James Bond, Card Man
(11/25/2010)

I was hanging out at The Magic Apple on a recent Saturday afternoon watching the card men do their thing (this has become one of my favorite things to do) when I had one of those little moments of insight. My buddy Michael Rangel (a wonderful magician who was nice enough to appear in my Incandescence video) was working out the handling of a routine with another magician when he changed something quite small: the way the deck was cut to the table. Instead of picking the top half, bringing it forward a few inches and putting it down on the table the way someone like me might do it, he pivoted the lower half of the deck out of the way of the upper half and just let the upper half drop to the table. “Economy of motion,” he said.

Honestly, at this moment, I can’t remember what the trick was, but the way Mike cut those cards I remember vividly. I know that a lot of disciplines that center on human movement (like dance and martial arts) strive for economy of motion, but at that moment, the phrase reminded me of something I’d heard some of my acting friends talk about, a technique for movement analysis developed by Rudolf Laban.

Now, my knowledge of Laban’s theories is largely limited to what I’ve gleaned from barroom conversations and Wikipedia, but damn it, this is a blog, and if bloggers limited themselves to what they knew about, well, we’d be writing books.

So here goes: Laban’s system was an attempt to categorize all human movement and his discoveries were applied to acting by Yat Malmgren – Malmgren gave private lessons to Sean Connery for a year just before Connery landed the Bond role. I seem to recall one of my drunken actor friends poking my chest with a chicken wing as he insisted that the Laban-Malmgren technique was a huge influence on Connery’s Bond performance.

Laban identified the following categories of movement:
Light (no obstacles, airborne, balloon-like) or Strong (overcoming resistance)
Direct (purposeful, focused on a target) or Flexible (absorbing, allowing oneself to be influenced)
Sustained (flowing) or Broken (renewing one’s energy very quickly all the time)

The eight possible combinations of these movement qualities correspond to eight different archetypes.

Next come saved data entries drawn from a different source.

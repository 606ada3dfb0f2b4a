//! Booked time and the public-holiday calendar.

use crate::model::{ApiDescriptor, Endpoint, Field, Parameter};

fn interval(endpoint: Endpoint) -> Endpoint {
    endpoint
        .param(Parameter::required("start", "Date", "The start of the interval"))
        .param(Parameter::required("end", "Date", "The end of the interval"))
}

fn project_param() -> Parameter {
    Parameter::required("project", "Long", "The id of the project")
}

pub fn billable_times() -> ApiDescriptor {
    ApiDescriptor::new("billableTimes", "api/billableTimes")
        .description(
            "A billable time is an amount of minutes belonging to an employee and a project \
             that is put on the bill for this project. Billable times are typically created \
             from the <a href=\"../api/work_times.html\">work times</a> an employee has \
             entered for that day.",
        )
        .endpoint(
            Endpoint::get(
                "/{id}",
                "Get a single billable time by its id.",
                "One billable time.",
            )
            .secured("ROLE_SUPERVISOR"),
        )
        .endpoint(interval(
            Endpoint::get(
                "/search/findByProjectAndDateBetweenOrderByDateAsc",
                "Find work times by their project and the date between two given dates.",
                "List of billable times.",
            )
            .secured("ROLE_SUPERVISOR")
            .param(project_param()),
        ))
        .endpoint(interval(
            Endpoint::get(
                "/search/findByDateBetween",
                "Find all billable times between two dates.",
                "List of billable times.",
            )
            .secured("ROLE_ADMIN"),
        ))
        .endpoint(interval(
            Endpoint::get(
                "/findEmployeeMappingByProjectAndDateBetween",
                "Get all billable minutes for one project and employee in an interval summed up.",
                "Map of String to Integer (employee full name -> summed up minutes)",
            )
            .secured("ROLE_SUPERVISOR")
            .param(project_param()),
        ))
        .endpoint(
            Endpoint::post(
                "/",
                "Create a new billable time. Returns the created object.",
                "A single billable time.",
            )
            .secured("ROLE_SUPERVISOR"),
        )
        .endpoint(
            Endpoint::put(
                "/{id}",
                "Update the billable time identified by id. Returns the updated object.",
                "A billable time.",
            )
            .secured("ROLE_SUPERVISOR"),
        )
        .endpoint(
            Endpoint::delete("/{id}", "Delete the billable time identified by id.", "Nothing")
                .secured("ROLE_SUPERVISOR"),
        )
        .projection("withProject", "Contains the project embedded")
        .field(Field::new("id", "Long"))
        .field(Field::new("version", "Integer"))
        .field(Field::new("date", "Date").validated("not null"))
        .field(Field::new("minutes", "Integer").validated("> 0, not null"))
        .link("employee", "employees", "not deletable, updateable by ROLE_SUPERVISOR")
        .link("project", "projects", "not deletable, updateable by ROLE_SUPERVISOR")
}

pub fn federal_states() -> ApiDescriptor {
    ApiDescriptor::new("federalStates", "api/federalStates")
        .description("Get all federal states in Germany.")
        .endpoint(Endpoint::get(
            "/",
            "Get all federal states.",
            "A list of federal states.",
        ))
        .field(Field::new("name", "enum constant"))
        .field(Field::new("state", "String"))
}

pub fn holidays() -> ApiDescriptor {
    ApiDescriptor::new("holidays", "api/holidays")
        .description("Public holidays that are different for each state.")
        .endpoint(Endpoint::get("/", "Get all holidays.", "A list of holidays."))
        .endpoint(Endpoint::get(
            "/{id}",
            "Get a single holiday by its id.",
            "One holiday.",
        ))
        .endpoint(
            Endpoint::get(
                "/search/findByFederalStateAndDayBetween",
                "Find holidays for a federal state between two dates.",
                "A list of holidays.",
            )
            .param(Parameter::required(
                "federalState",
                "<a href=\"federalStates.html\">federal state</a>",
                "The federal state to search for.",
            ))
            .param(Parameter::required("start", "Date", "The start of the interval."))
            .param(Parameter::required("end", "Date", "The end of the interval.")),
        )
        .endpoint(Endpoint::post(
            "/",
            "Create a new holiday. Returns the created object.",
            "A single holiday.",
        ))
        .endpoint(Endpoint::put(
            "/{id}",
            "Update the holiday identified by id. Returns the updated object.",
            "A single holiday.",
        ))
        .endpoint(Endpoint::delete(
            "/{id}",
            "Delete a the holiday identified by id.",
            "Nothing",
        ))
        .field(Field::new("id", "Long"))
        .field(Field::new("day", "Date"))
        .field(Field::new("name", "String"))
        .field(Field::new(
            "federalState",
            "<a href=\"federalStates.html\">federal state</a>",
        ))
}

I remember my drunken actor friend searching the barroom floor for unshelled peanuts as he identified the specific choices Connery used for Bond (Strong, Direct, Sustained, I seem to recall – Direct was definitely one of them). Bond was not flexible, you could not influence him – when he did something, it was the most important thing in the world and his motions were lean, clean and efficient. It was “Economy of motion”.

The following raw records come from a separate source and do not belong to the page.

//! Companies and the people and places attached to them.

use crate::model::{ApiDescriptor, Endpoint, Field, Parameter};

pub fn addresses() -> ApiDescriptor {
    ApiDescriptor::new("addresses", "api/addresses")
        .description("Addresses for companies.")
        .endpoint(Endpoint::get(
            "/{id}",
            "Get a single address by its id.",
            "One address.",
        ))
        .endpoint(
            Endpoint::post(
                "/",
                "Create a new address. Returns the created object.",
                "A single address.",
            )
            .secured("ROLE_ADMIN"),
        )
        .endpoint(
            Endpoint::put(
                "/{id}",
                "Update the address identified by id. Returns the updated object.",
                "A single address.",
            )
            .secured("ROLE_ADMIN"),
        )
        .endpoint(
            Endpoint::delete("/{id}", "Delete a the address identified by id.", "Nothing")
                .secured("ROLE_ADMIN"),
        )
        .field(Field::new("id", "Long"))
        .field(Field::new("version", "Integer"))
        .field(Field::new("street", "String").validated("not empty"))
        .field(Field::new("houseNumber", "String").validated("not empty"))
        .field(Field::new("zipCode", "String").validated("not empty"))
        .field(Field::new("city", "String").validated("not empty"))
        .field(Field::new("country", "String").validated("not empty"))
}

pub fn contact_persons() -> ApiDescriptor {
    ApiDescriptor::new("contactPersons", "api/contactPersons")
        .description("Contact persons belong to a company.")
        .endpoint(Endpoint::get(
            "/",
            "Get all contact persons.",
            "List of contact persons.",
        ))
        .endpoint(Endpoint::get(
            "/{id}",
            "Get a single contact person by its id.",
            "One contact person.",
        ))
        .endpoint(
            Endpoint::post(
                "/",
                "Create a new contact person. Returns the created object.",
                "A single contact person.",
            )
            .secured("ROLE_ADMIN"),
        )
        .endpoint(
            Endpoint::put(
                "/{id}",
                "Update the contact person identified by id. Returns the updated object.",
                "A contact person.",
            )
            .secured("ROLE_ADMIN"),
        )
        .endpoint(
            Endpoint::delete("/{id}", "Delete the contact person identified by id.", "Nothing")
                .secured("ROLE_ADMIN"),
        )
        .field(Field::new("id", "Long"))
        .field(Field::new("version", "Integer"))
        .field(Field::new("salutation", "String").validated("not empty"))
        .field(Field::new("firstName", "String").validated("not empty"))
        .field(Field::new("lastName", "String").validated("not empty"))
        .field(Field::new("email", "String").validated("valid email address"))
        .field(Field::new("phone", "String"))
        .field(Field::new("roles", "String"))
        .link("company", "companies", "deletable, updateable by ROLE_SUPERVISOR")
}

pub fn companies() -> ApiDescriptor {
    ApiDescriptor::new("companies", "api/companies")
        .description("A company is a holder of projects or a debitor for projects.")
        .endpoint(Endpoint::get("/", "Get all companies.", "A page of companies.").pageable())
        .endpoint(Endpoint::get(
            "/{id}",
            "Get a single company time by its id.",
            "One company.",
        ))
        .endpoint(
            Endpoint::get(
                "/search/findByCompanyId",
                "Find companies by their id.",
                "A list of companies.",
            )
            .param(Parameter::required(
                "companyId",
                "String",
                "The company id to query for.",
            )),
        )
        .endpoint(
            Endpoint::get(
                "/search/findByNameLikeIgnoreCaseOrderByNameAsc",
                "Find companies by searching for a name.",
                "A list of companies.",
            )
            .param(Parameter::required(
                "name",
                "String",
                "The name to search for. Wildcards are %.",
            )),
        )
        .endpoint(
            Endpoint::post(
                "/",
                "Create a new company. Returns the created object.<p>Since a company needs an \
                 address, use <a href=\"#POST/createWithAddress\">/createWithAddress</a> instead.</p>",
                "A single company.",
            )
            .secured("ROLE_ADMIN"),
        )
        .endpoint(
            Endpoint::post(
                "/createWithAddress",
                "Create a new company together with an address.",
                "A single company.",
            )
            .secured("ROLE_ADMIN")
            .request_body(
                "The request body must contain an object consisting of a valid \
                 <a href=\"companies.html\">company</a> and <a href=\"addresses.html\">address</a>.\
                 <pre>{\n\t\"company\": { \"companyId\": ...},\n\t\"address\": { \"street\": ...}\n}</pre>",
            ),
        )
        .endpoint(
            Endpoint::put(
                "/{id}",
                "Update the company identified by id. Returns the updated object.",
                "A single company.",
            )
            .secured("ROLE_ADMIN"),
        )
        .endpoint(
            Endpoint::delete("/{id}", "Delete a the company identified by id.", "Nothing.")
                .secured("ROLE_ADMIN"),
        )
        .projection(
            "withAddressAndContactPersons",
            "Contains the address and contact persons.",
        )
        .field(Field::new("id", "Long"))
        .field(Field::new("version", "Integer"))
        .field(Field::new("companyId", "Long").validated("> 0, unique, not null"))
        .field(Field::new("name", "String").validated("not empty"))
        .link("address", "addresses", "deletable, updateable by ROLE_SUPERVISOR")
        .link("contactPersons", "contactPersons", "deletable, updateable by ROLE_SUPERVISOR")
        .link("projects", "projects", "deletable, updateable by ROLE_SUPERVISOR")
}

That directness gives an image of power, elegance and grace. These are qualities that many magicians strive for but far from all of them achieve.

Jon Armstrong has a great thought experiment he asks magicians to do: if your magician character was a comic book superhero which one would it be? It’s a very useful game – it focuses the magician on his abilities, because his or her favorite superhero is unlikely to be able to do absolutely everything (unless it’s Doctor Strange who is, after all, a magician – which kind of screws up Armstrong’s experiment, so forget that one). The point is, a vivid magician character, like a vivid superhero, is unlikely to be able to do everything – he has a defined set of abilities – if Superman could suddenly breathe underwater, all the fans would cry foul. Limiting what you can do doesn’t diminish your character – it helps define it and so makes it more vivid.

Just as with the Armstrong test, I think many magicians would benefit from thinking about Laban and Malmgren when choreographing material – how does your character move? Is every movement in every effect contributing to your character or do some chafe against it and make it less well-defined?

Now, I think there are no right and wrong choices here – only consistent ones and inconsistent ones (and there may be good reasons for inconsistency though I’m sure there aren’t many). Do those flouishy hand waves as the magic happens fit the rest of your routine? Does that moment of misdirection when you suddenly remember to get the pencil from your pocket actually stand out since it’s the only moment of indirection in an otherwise Direct routine?

There are certain generalizations you can make about how certain styles of magic incorporate certain styles of movement, “rules” a magician could either adhere to or play with. Most manipulators I would classify as Light while most illusionists I think are Strong. Most card men seem direct (though not all: Tamariz seems to me to be Flexible). If a magician is dressed elegantly, he’s more likely Direct, and if he’s dressed in bright colors (like a purple top hat), he’s more likely Flexible. Stage magicians are more likely to be Sustained and comedy magicians are more likely to be Broken (I say that to describe their movement, not their psychological make up. Although...)

A part of me thinks that this kind of analysis is academic. Then I think of James Bond – there are a lot of factors that makes his character one of the most popular in film history and Connery's thoughtful use of Laban-Malmgren movement analysis seems to be one of them.

(By the way, Yat Malmgren’s students also include Colin Firth, Anthony Hopkins, Russell Brand, Paul Bettany and another one of the good Bonds, Pierce Brosnan – that’s from Wikipedia, not my drunken actor friend, who I recall claimed that Malmgren taught Johnny Walker and Jose Cuervo).